Under President Joe Biden, the administration is reportedly scrutinizing some of the business dealings of American tech mogul Elon Musk, including the billionaire’s deal to buy social media platform Twitter.
The White House is reportedly considering whether the Committee on Foreign Investment in the United States should conduct national security reviews of any of Musk’s businesses, including those he owns that are domiciled in China (CFIUS).
What Is The Decision Of Administration?
The Journal reported that the administration has not yet decided whether to subject any of Musk’s companies to the review. It is unclear whether any such companies would be subject to review. Musk, the CEO of Tesla and SpaceX, announced in a tweet last week that he had reached a deal to buy Twitter. Regulators have not yet approved the deal, and the Journal reported that the CFIUS review is unlikely to affect the deal.
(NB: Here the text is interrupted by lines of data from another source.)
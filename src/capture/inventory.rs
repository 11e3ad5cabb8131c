//! Discovery and per-node summaries of the capture files in a directory.

use std::fs;
use std::path::{Path, PathBuf};

use rayon::prelude::*;
use regex::Regex;

use super::reader::summarize;
use super::types::*;

/// A capture file recognised by its name
#[derive(Debug, Clone, PartialEq, Eq, PartialOrd, Ord)]
pub struct CaptureFile {
    pub role: NodeRole,
    pub index: u32,
    pub device: u32,
    pub path: PathBuf,
}

/// Inventory line for one capture file
#[derive(Debug)]
pub struct NodeCapture {
    pub file: CaptureFile,
    pub summary: Result<CaptureSummary, CaptureError>,
}

fn file_pattern(layout: &CaptureLayout) -> Result<Regex, regex::Error> {
    Regex::new(&format!(
        r"^({}|{})-(\d+)-(\d+)\.{}$",
        regex::escape(&layout.adhoc_prefix),
        regex::escape(&layout.adversary_prefix),
        regex::escape(&layout.extension)
    ))
}

/// List the capture files of `dir`, ordered by role then node index.
/// Files whose names do not follow the layout are ignored.
pub fn discover(dir: &Path, layout: &CaptureLayout) -> std::io::Result<Vec<CaptureFile>> {
    let pattern = file_pattern(layout)
        .map_err(|e| std::io::Error::new(std::io::ErrorKind::InvalidInput, e))?;

    let mut files = Vec::new();
    for entry in fs::read_dir(dir)? {
        let entry = entry?;
        let name = entry.file_name();
        let Some(name) = name.to_str() else {
            continue;
        };
        let Some(caps) = pattern.captures(name) else {
            continue;
        };
        let role = if &caps[1] == layout.adversary_prefix {
            NodeRole::Adversary
        } else {
            NodeRole::Adhoc
        };
        // Indices too large for u32 cannot name a node
        let (Ok(index), Ok(device)) = (caps[2].parse(), caps[3].parse()) else {
            continue;
        };
        files.push(CaptureFile {
            role,
            index,
            device,
            path: entry.path(),
        });
    }

    files.sort();
    Ok(files)
}

/// Summarize every capture file of `dir` in parallel
pub fn inspect(dir: &Path, layout: &CaptureLayout) -> std::io::Result<Vec<NodeCapture>> {
    let files = discover(dir, layout)?;
    log::info!("Found {} capture files in {}", files.len(), dir.display());

    Ok(files
        .into_par_iter()
        .map(|file| {
            let summary = summarize(&file.path);
            NodeCapture { file, summary }
        })
        .collect())
}

#[cfg(test)]
mod tests {
    use super::*;
    use crate::capture::testutil::write_timestamps;
    use tempfile::TempDir;

    #[test]
    fn test_discover_orders_by_role_and_index() {
        let dir = TempDir::new().unwrap();
        for name in [
            "adhocNode-10-0.pcap",
            "adhocNode-2-0.pcap",
            "advNode-100-0.pcap",
            "adhocNode-3-1.pcap",
            "simulator.log",
            "advNode-x-0.pcap",
            "adhocNode-4-0.pcapng",
        ] {
            write_timestamps(&dir.path().join(name), &[1.0]);
        }

        let files = discover(dir.path(), &CaptureLayout::default()).unwrap();
        let keys: Vec<(NodeRole, u32, u32)> =
            files.iter().map(|f| (f.role, f.index, f.device)).collect();
        assert_eq!(
            keys,
            vec![
                (NodeRole::Adhoc, 2, 0),
                (NodeRole::Adhoc, 3, 1),
                (NodeRole::Adhoc, 10, 0),
                (NodeRole::Adversary, 100, 0),
            ]
        );
    }

    #[test]
    fn test_inspect_reports_counts_and_corruption() {
        let dir = TempDir::new().unwrap();
        write_timestamps(&dir.path().join("adhocNode-0-0.pcap"), &[10.0, 11.5, 12.0]);
        write_timestamps(&dir.path().join("advNode-1-0.pcap"), &[]);
        fs::write(dir.path().join("advNode-2-0.pcap"), b"not a capture").unwrap();

        let nodes = inspect(dir.path(), &CaptureLayout::default()).unwrap();
        assert_eq!(nodes.len(), 3);

        let adhoc = nodes[0].summary.as_ref().unwrap();
        assert_eq!(adhoc.packets, 3);
        assert_eq!(adhoc.first_timestamp, Some(10.0));
        assert_eq!(adhoc.last_timestamp, Some(12.0));

        let quiet = nodes[1].summary.as_ref().unwrap();
        assert_eq!(quiet.packets, 0);
        assert_eq!(quiet.last_timestamp, None);

        assert!(matches!(nodes[2].summary, Err(CaptureError::Corrupt { .. })));
    }

    #[test]
    fn test_custom_prefixes() {
        let dir = TempDir::new().unwrap();
        write_timestamps(&dir.path().join("sink-1-0.pcap"), &[1.0]);
        write_timestamps(&dir.path().join("adhocNode-1-0.pcap"), &[1.0]);
        let layout = CaptureLayout {
            adhoc_prefix: "node".to_string(),
            adversary_prefix: "sink".to_string(),
            ..CaptureLayout::default()
        };

        let files = discover(dir.path(), &layout).unwrap();
        assert_eq!(files.len(), 1);
        assert_eq!(files[0].role, NodeRole::Adversary);
    }
}
//! Core data types for packet capture analysis.

use std::fmt;
use std::path::{Path, PathBuf};

use serde::{Deserialize, Serialize};

/// Simulation-relative timestamp in seconds
pub type SimTime = f64;

/// UDP header fields decoded from a captured frame
#[derive(Debug, Clone, Copy, PartialEq, Eq, Serialize, Deserialize)]
pub struct UdpSummary {
    pub source_port: u16,
    pub destination_port: u16,
    pub length: u16,
    pub checksum: u16,
}

/// One packet observed in a capture file
#[derive(Debug, Clone, PartialEq, Serialize, Deserialize)]
pub struct CaptureRecord {
    pub timestamp: SimTime,
    /// Bytes stored in the file for this frame
    pub captured_len: u32,
    /// Bytes on the wire
    pub original_len: u32,
    /// Transport header, if the frame carries IPv4/UDP
    pub udp: Option<UdpSummary>,
}

/// Errors raised while reading a single capture file
#[derive(Debug, thiserror::Error)]
pub enum CaptureError {
    #[error("Capture file not found: {}", path.display())]
    Unavailable { path: PathBuf },

    #[error("Corrupt capture file {}: {reason}", path.display())]
    Corrupt { path: PathBuf, reason: String },

    #[error("Failed to read capture file {}", path.display())]
    Io {
        path: PathBuf,
        #[source]
        source: std::io::Error,
    },
}

impl CaptureError {
    pub fn corrupt(path: &Path, reason: impl Into<String>) -> Self {
        CaptureError::Corrupt {
            path: path.to_path_buf(),
            reason: reason.into(),
        }
    }

    /// Missing files are evidence of "nothing captured", not a failure
    pub fn is_unavailable(&self) -> bool {
        matches!(self, CaptureError::Unavailable { .. })
    }
}

/// Role of a simulated node, as encoded in the capture file name
#[derive(Debug, Clone, Copy, PartialEq, Eq, PartialOrd, Ord, Hash, Serialize, Deserialize)]
#[serde(rename_all = "lowercase")]
pub enum NodeRole {
    Adhoc,
    Adversary,
}

impl fmt::Display for NodeRole {
    fn fmt(&self, f: &mut fmt::Formatter<'_>) -> fmt::Result {
        match self {
            NodeRole::Adhoc => write!(f, "adhoc"),
            NodeRole::Adversary => write!(f, "adversary"),
        }
    }
}

/// Naming convention of the per-node capture files written by the simulator:
/// `<prefix>-<index>-<device>.<extension>`
#[derive(Debug, Clone, PartialEq, Serialize, Deserialize)]
#[serde(default)]
pub struct CaptureLayout {
    pub adhoc_prefix: String,
    pub adversary_prefix: String,
    pub device: u32,
    pub extension: String,
}

impl Default for CaptureLayout {
    fn default() -> Self {
        Self {
            adhoc_prefix: "adhocNode".to_string(),
            adversary_prefix: "advNode".to_string(),
            device: 0,
            extension: "pcap".to_string(),
        }
    }
}

impl CaptureLayout {
    pub fn prefix(&self, role: NodeRole) -> &str {
        match role {
            NodeRole::Adhoc => &self.adhoc_prefix,
            NodeRole::Adversary => &self.adversary_prefix,
        }
    }

    pub fn file_name(&self, role: NodeRole, index: u32) -> String {
        format!("{}-{}-{}.{}", self.prefix(role), index, self.device, self.extension)
    }

    pub fn path(&self, dir: &Path, role: NodeRole, index: u32) -> PathBuf {
        dir.join(self.file_name(role, index))
    }
}

/// Per-file statistics
#[derive(Debug, Clone, Default, PartialEq, Serialize, Deserialize)]
pub struct CaptureSummary {
    pub packets: u64,
    pub udp_packets: u64,
    pub first_timestamp: Option<SimTime>,
    pub last_timestamp: Option<SimTime>,
}

impl CaptureSummary {
    pub fn record(&mut self, record: &CaptureRecord) {
        self.packets += 1;
        if record.udp.is_some() {
            self.udp_packets += 1;
        }
        if self.first_timestamp.is_none() {
            self.first_timestamp = Some(record.timestamp);
        }
        self.last_timestamp = Some(record.timestamp);
    }
}

/// Result of evaluating the adversary captures of one trial
#[derive(Debug, Clone, PartialEq, Serialize, Deserialize)]
pub struct TrialOutcome {
    pub captured: bool,
    /// Only set when `captured` is true
    pub capture_time: Option<SimTime>,
    /// Timestamp of the last record seen across all adversary files (0 if none)
    pub last_timestamp: SimTime,
    pub total_packets: u64,
    pub missing_files: u32,
    pub corrupt_files: u32,
}

impl TrialOutcome {
    /// Outcome used when a failed trial is counted as a non-capture
    pub fn miss() -> Self {
        Self {
            captured: false,
            capture_time: None,
            last_timestamp: 0.0,
            total_packets: 0,
            missing_files: 0,
            corrupt_files: 0,
        }
    }
}
use crate::config::Config;
use color_eyre::eyre::WrapErr;
use color_eyre::Result;
use log::{info, warn};
use std::fs::File;
use std::path::{Path, PathBuf};
use std::time::Duration;

/// Load and parse a sweep configuration from a YAML file
pub fn load_config(config_path: &Path) -> Result<Config> {
    info!("Loading configuration from: {:?}", config_path);

    let file = File::open(config_path)
        .wrap_err_with(|| format!("Failed to open configuration {}", config_path.display()))?;

    let config: Config = serde_yaml::from_reader(file)
        .wrap_err_with(|| format!("Failed to parse configuration {}", config_path.display()))?;

    info!(
        "Sweeping {} with {} repeats per point",
        config.sweep.dimension.slug(),
        config.sweep.repeats
    );

    config.validate()?;

    Ok(config)
}

/// Command-line arguments that override YAML settings
#[derive(Debug, Clone, Default)]
pub struct CliOverrides {
    pub output: Option<PathBuf>,
    pub repeats: Option<u32>,
    pub seed: Option<u64>,
    pub workers: Option<usize>,
    pub timeout: Option<Duration>,
    pub keep_trial_output: bool,
}

/// Apply CLI overrides to a loaded configuration
pub fn apply_cli_overrides(config: &mut Config, overrides: &CliOverrides) -> Result<()> {
    if let Some(ref output) = overrides.output {
        info!("Output directory overridden: {}", output.display());
        config.output.directory = output.clone();
    }

    if let Some(repeats) = overrides.repeats {
        info!("Repeats per point overridden: {}", repeats);
        config.sweep.repeats = repeats;
    }

    if let Some(seed) = overrides.seed {
        info!("Starting seed overridden: {}", seed);
        config.sweep.seed = seed;
    }

    if let Some(workers) = overrides.workers {
        info!("Concurrent trials overridden: {}", workers);
        config.sweep.workers = workers;
    }

    if let Some(timeout) = overrides.timeout {
        info!("Trial timeout overridden: {}s", timeout.as_secs());
        config.simulator.timeout = timeout;
    }

    if overrides.keep_trial_output {
        config.output.keep_trial_output = true;
    }

    if config.sweep.workers > 1 && config.output.keep_trial_output {
        warn!(
            "Keeping output of {} concurrent trials; disk usage grows with every trial",
            config.sweep.workers
        );
    }

    // Re-validate after applying overrides
    config.validate()?;

    Ok(())
}
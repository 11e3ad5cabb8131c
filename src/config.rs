use std::collections::HashSet;
use std::path::PathBuf;
use std::time::Duration;

use serde::{Deserialize, Serialize};

use crate::capture::CaptureLayout;
use crate::report::PlotLabels;
use crate::simulator::SimulationParams;

/// Top-level sweep configuration that mirrors the YAML file
#[derive(Debug, Serialize, Deserialize, Clone)]
pub struct Config {
    pub simulator: SimulatorConfig,
    /// Fixed simulator parameters; the swept dimension overrides one of them
    pub parameters: SimulationParams,
    pub sweep: SweepConfig,
    #[serde(default)]
    pub evaluation: EvaluationConfig,
    #[serde(default)]
    pub metric: MetricConfig,
    #[serde(default)]
    pub output: OutputConfig,
}

impl Config {
    /// Validate the configuration
    pub fn validate(&self) -> Result<(), ValidationError> {
        self.simulator.validate()?;
        self.parameters.validate()?;

        let points = self.sweep.validate()?;
        for value in &points {
            self.sweep
                .dimension
                .apply(&self.parameters, *value)
                .validate()
                .map_err(|e| {
                    ValidationError::InvalidSweep(format!(
                        "{} = {} yields invalid parameters: {}",
                        self.sweep.dimension.slug(),
                        value,
                        e
                    ))
                })?;
        }

        let margin = self.evaluation.capture_margin;
        if !margin.is_finite() || margin < 0.0 || margin >= self.parameters.total_time {
            return Err(ValidationError::InvalidEvaluation(format!(
                "capture_margin must be within [0, total_time), got {}",
                margin
            )));
        }

        Ok(())
    }

    /// Axis labels and title for the result sinks
    pub fn plot_labels(&self) -> PlotLabels {
        self.output.plot_labels(self.sweep.dimension, &self.metric)
    }
}

/// How scenario flags are handed to the simulator program
#[derive(Debug, Serialize, Deserialize, Clone, Copy, PartialEq, Eq, Default)]
#[serde(rename_all = "snake_case")]
pub enum ArgumentStyle {
    /// Every flag is its own argument
    Separate,
    /// Scenario name and flags joined into one argument (`waf --run "..."`)
    #[default]
    Joined,
}

/// External simulator program
#[derive(Debug, Serialize, Deserialize, Clone, PartialEq)]
pub struct SimulatorConfig {
    /// Program name (looked up on PATH) or path
    pub program: String,
    /// Arguments placed before the scenario, e.g. `--run`
    #[serde(default)]
    pub prefix_args: Vec<String>,
    /// Scenario name placed before the flags
    #[serde(default, skip_serializing_if = "Option::is_none")]
    pub scenario: Option<String>,
    #[serde(default)]
    pub argument_style: ArgumentStyle,
    /// Flag used to pass the trial output directory (e.g. `--cwd`). Without
    /// it, the simulator runs inside the trial output directory.
    #[serde(default, skip_serializing_if = "Option::is_none")]
    pub output_dir_flag: Option<String>,
    /// Wall-clock limit per trial (e.g. "30m")
    #[serde(default = "default_timeout", with = "humantime_serde")]
    pub timeout: Duration,
}

fn default_timeout() -> Duration {
    Duration::from_secs(3600)
}

impl SimulatorConfig {
    fn validate(&self) -> Result<(), ValidationError> {
        if self.program.trim().is_empty() {
            return Err(ValidationError::InvalidSimulator(
                "program cannot be empty".to_string(),
            ));
        }
        if self.timeout.is_zero() {
            return Err(ValidationError::InvalidSimulator(
                "timeout must be greater than zero".to_string(),
            ));
        }
        Ok(())
    }
}

impl Default for SimulatorConfig {
    fn default() -> Self {
        Self {
            program: "./waf".to_string(),
            prefix_args: vec!["--run".to_string()],
            scenario: Some("slp-manet-routing-compare".to_string()),
            argument_style: ArgumentStyle::Joined,
            output_dir_flag: Some("--cwd".to_string()),
            timeout: default_timeout(),
        }
    }
}

/// Parameter varied across the sweep
#[derive(Debug, Serialize, Deserialize, Clone, Copy, PartialEq, Eq)]
#[serde(rename_all = "snake_case")]
pub enum SweepDimension {
    NodeSpeed,
    NodeCount,
    AdversaryCount,
}

impl SweepDimension {
    pub fn slug(&self) -> &'static str {
        match self {
            SweepDimension::NodeSpeed => "node_speed",
            SweepDimension::NodeCount => "node_count",
            SweepDimension::AdversaryCount => "adversary_count",
        }
    }

    pub fn label(&self) -> &'static str {
        match self {
            SweepDimension::NodeSpeed => "Node speed (m/s)",
            SweepDimension::NodeCount => "Number of adhoc nodes",
            SweepDimension::AdversaryCount => "Number of adversary nodes",
        }
    }

    /// Counts must be whole numbers
    pub fn is_integral(&self) -> bool {
        !matches!(self, SweepDimension::NodeSpeed)
    }

    /// Substitute the swept value into the fixed parameters
    pub fn apply(&self, base: &SimulationParams, value: f64) -> SimulationParams {
        let mut params = base.clone();
        match self {
            SweepDimension::NodeSpeed => params.node_speed = Some(value),
            SweepDimension::NodeCount => params.nodes = value as u32,
            SweepDimension::AdversaryCount => params.adversary_nodes = value as u32,
        }
        params
    }
}

/// Values taken by the swept parameter
#[derive(Debug, Serialize, Deserialize, Clone, PartialEq)]
#[serde(untagged)]
pub enum SweepValues {
    /// Half-open range `start..stop` advancing by `step`
    Range { start: f64, stop: f64, step: f64 },
    /// Explicit list of values
    List(Vec<f64>),
}

impl SweepValues {
    /// Enumerate the sweep points in order
    pub fn points(&self) -> Vec<f64> {
        match self {
            SweepValues::Range { start, stop, step } => {
                if !(*step > 0.0) || !(stop > start) {
                    return Vec::new();
                }
                // Computed from the index to avoid accumulating rounding error
                let count = ((stop - start) / step - 1e-9).ceil() as usize;
                (0..count)
                    .map(|i| round_point(start + i as f64 * step))
                    .collect()
            }
            SweepValues::List(values) => values.clone(),
        }
    }
}

fn round_point(value: f64) -> f64 {
    (value * 1e9).round() / 1e9
}

/// Treatment of trials whose simulator run failed
#[derive(Debug, Serialize, Deserialize, Clone, Copy, PartialEq, Eq, Default)]
#[serde(rename_all = "snake_case")]
pub enum FailurePolicy {
    /// Failed trials use up a repeat and are left out of the aggregate
    #[default]
    Skip,
    /// Failed trials are aggregated as non-captures
    CountAsMiss,
    /// Failed trials are re-run with a fresh seed, up to `max_replacements`
    Replace,
}

/// Sweep definition
#[derive(Debug, Serialize, Deserialize, Clone)]
pub struct SweepConfig {
    pub dimension: SweepDimension,
    pub values: SweepValues,
    /// Trials per sweep point
    pub repeats: u32,
    /// Starting seed; the first trial uses `seed + 1`
    #[serde(default = "default_seed")]
    pub seed: u64,
    #[serde(default)]
    pub failed_trials: FailurePolicy,
    /// Replacement budget per sweep point for the `replace` policy
    #[serde(default)]
    pub max_replacements: u32,
    /// Concurrent trials within a sweep point
    #[serde(default = "default_workers")]
    pub workers: usize,
}

fn default_seed() -> u64 {
    50
}

fn default_workers() -> usize {
    1
}

impl SweepConfig {
    /// Validate and return the sweep points
    fn validate(&self) -> Result<Vec<f64>, ValidationError> {
        let invalid = |msg: String| Err(ValidationError::InvalidSweep(msg));

        if self.repeats == 0 {
            return invalid("repeats must be at least 1".to_string());
        }
        if self.workers == 0 {
            return invalid("workers must be at least 1".to_string());
        }
        if let SweepValues::Range { start, stop, step } = &self.values {
            if !step.is_finite() || *step <= 0.0 {
                return invalid(format!("range step must be positive, got {}", step));
            }
            if !start.is_finite() || !stop.is_finite() || stop <= start {
                return invalid(format!("empty range {}..{}", start, stop));
            }
        }

        let points = self.values.points();
        if points.is_empty() {
            return invalid("sweep has no points".to_string());
        }

        let mut seen = HashSet::new();
        for value in &points {
            if !value.is_finite() || *value <= 0.0 {
                return invalid(format!("sweep values must be positive, got {}", value));
            }
            if self.dimension.is_integral() && value.fract() != 0.0 {
                return invalid(format!(
                    "{} values must be whole numbers, got {}",
                    self.dimension.slug(),
                    value
                ));
            }
            if self.dimension.is_integral() && *value > f64::from(u32::MAX) {
                return invalid(format!(
                    "{} value {} exceeds {}",
                    self.dimension.slug(),
                    value,
                    u32::MAX
                ));
            }
            if !seen.insert(value.to_bits()) {
                return invalid(format!("duplicate sweep value {}", value));
            }
        }

        Ok(points)
    }
}

/// Mean time filter for the `mean_capture_time` metric
#[derive(Debug, Serialize, Deserialize, Clone, Copy, PartialEq, Eq, Default)]
#[serde(rename_all = "snake_case")]
pub enum TimeFilter {
    /// Trials in which the adversary saw at least one packet
    #[default]
    Observed,
    /// Trials that count as a capture
    CapturedOnly,
    /// Every trial, zeros included
    All,
}

/// Reduction applied to the trials of one sweep point
#[derive(Debug, Serialize, Deserialize, Clone, Copy, PartialEq, Eq, Default)]
#[serde(tag = "kind", rename_all = "snake_case")]
pub enum MetricConfig {
    /// Percentage of trials with a capture event
    #[default]
    CaptureRatio,
    /// Mean time of the last adversary observation
    MeanCaptureTime {
        #[serde(default)]
        include: TimeFilter,
    },
}

impl MetricConfig {
    pub fn label(&self) -> &'static str {
        match self {
            MetricConfig::CaptureRatio => "Capture ratio (%)",
            MetricConfig::MeanCaptureTime { .. } => "Time to capture (s)",
        }
    }
}

/// Capture detection settings
#[derive(Debug, Serialize, Deserialize, Clone, PartialEq)]
pub struct EvaluationConfig {
    /// Seconds before the end of the simulation after which a packet is no
    /// longer a capture
    #[serde(default = "default_capture_margin")]
    pub capture_margin: f64,
    #[serde(default)]
    pub captures: CaptureLayout,
}

fn default_capture_margin() -> f64 {
    10.0
}

impl Default for EvaluationConfig {
    fn default() -> Self {
        Self {
            capture_margin: default_capture_margin(),
            captures: CaptureLayout::default(),
        }
    }
}

/// Result destination and presentation
#[derive(Debug, Serialize, Deserialize, Clone, PartialEq)]
pub struct OutputConfig {
    #[serde(default = "default_output_dir")]
    pub directory: PathBuf,
    /// Keep per-trial directories (captures and simulator log) after evaluation
    #[serde(default)]
    pub keep_trial_output: bool,
    #[serde(default, skip_serializing_if = "Option::is_none")]
    pub title: Option<String>,
    #[serde(default, skip_serializing_if = "Option::is_none")]
    pub x_label: Option<String>,
    #[serde(default, skip_serializing_if = "Option::is_none")]
    pub y_label: Option<String>,
}

fn default_output_dir() -> PathBuf {
    PathBuf::from("sweep_output")
}

impl Default for OutputConfig {
    fn default() -> Self {
        Self {
            directory: default_output_dir(),
            keep_trial_output: false,
            title: None,
            x_label: None,
            y_label: None,
        }
    }
}

impl OutputConfig {
    pub fn plot_labels(&self, dimension: SweepDimension, metric: &MetricConfig) -> PlotLabels {
        let x_label = self.x_label.clone().unwrap_or_else(|| dimension.label().to_string());
        let y_label = self.y_label.clone().unwrap_or_else(|| metric.label().to_string());
        let title = self
            .title
            .clone()
            .unwrap_or_else(|| format!("{} vs {}", x_label, y_label));
        PlotLabels {
            title,
            x_label,
            y_label,
        }
    }
}

/// Configuration validation errors
#[derive(Debug, thiserror::Error)]
pub enum ValidationError {
    #[error("Invalid simulator configuration: {0}")]
    InvalidSimulator(String),
    #[error("Invalid simulation parameters: {0}")]
    InvalidParameters(String),
    #[error("Invalid sweep configuration: {0}")]
    InvalidSweep(String),
    #[error("Invalid evaluation configuration: {0}")]
    InvalidEvaluation(String),
}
The CFIUS review process can block or modify deals that the administration believes pose a national security risk. It is unclear what national security risks the administration might see in Musk’s companies. The administration is also reportedly considering whether to subject other American tech companies to similar national security reviews.
According to sources speaking to Bloomberg, discussions about reviewing Musk’s ventures are still in their early stages. Officials in the US government are also considering what instruments, if any, may be available to allow the federal government to evaluate Musk’s ventures.
The legislation governing the Committee on Foreign Investment in the United States (CFIUS), which reports to the US Department of Treasury, can be used to evaluate Musk’s commercial activities, the study claims. According to Bloomberg, the existence of foreign investors in Musk’s consortium is one aspect of the $44 billion Twitter transaction that could prompt a CFIUS examination. The alliance includes the Shanghai-based cryptocurrency Binance and Saudi businessman Prince Alwaleed bin Talal.
A spokeswoman of the US Treasury Department claimed that CFIUS does not comment publicly on deals it may or may not be looking into. Requests for comment from Twitter and SpaceX did not immediately receive a response. Elon Musk said he would not go through with the purchase of Twitter in May, claiming the company had exaggerated the number of spam and bot accounts on the social media platform. The two sides engaged in several legal battles as a result of this. Earlier this month, Musk changed his heart and said he would uphold the original deal’s terms.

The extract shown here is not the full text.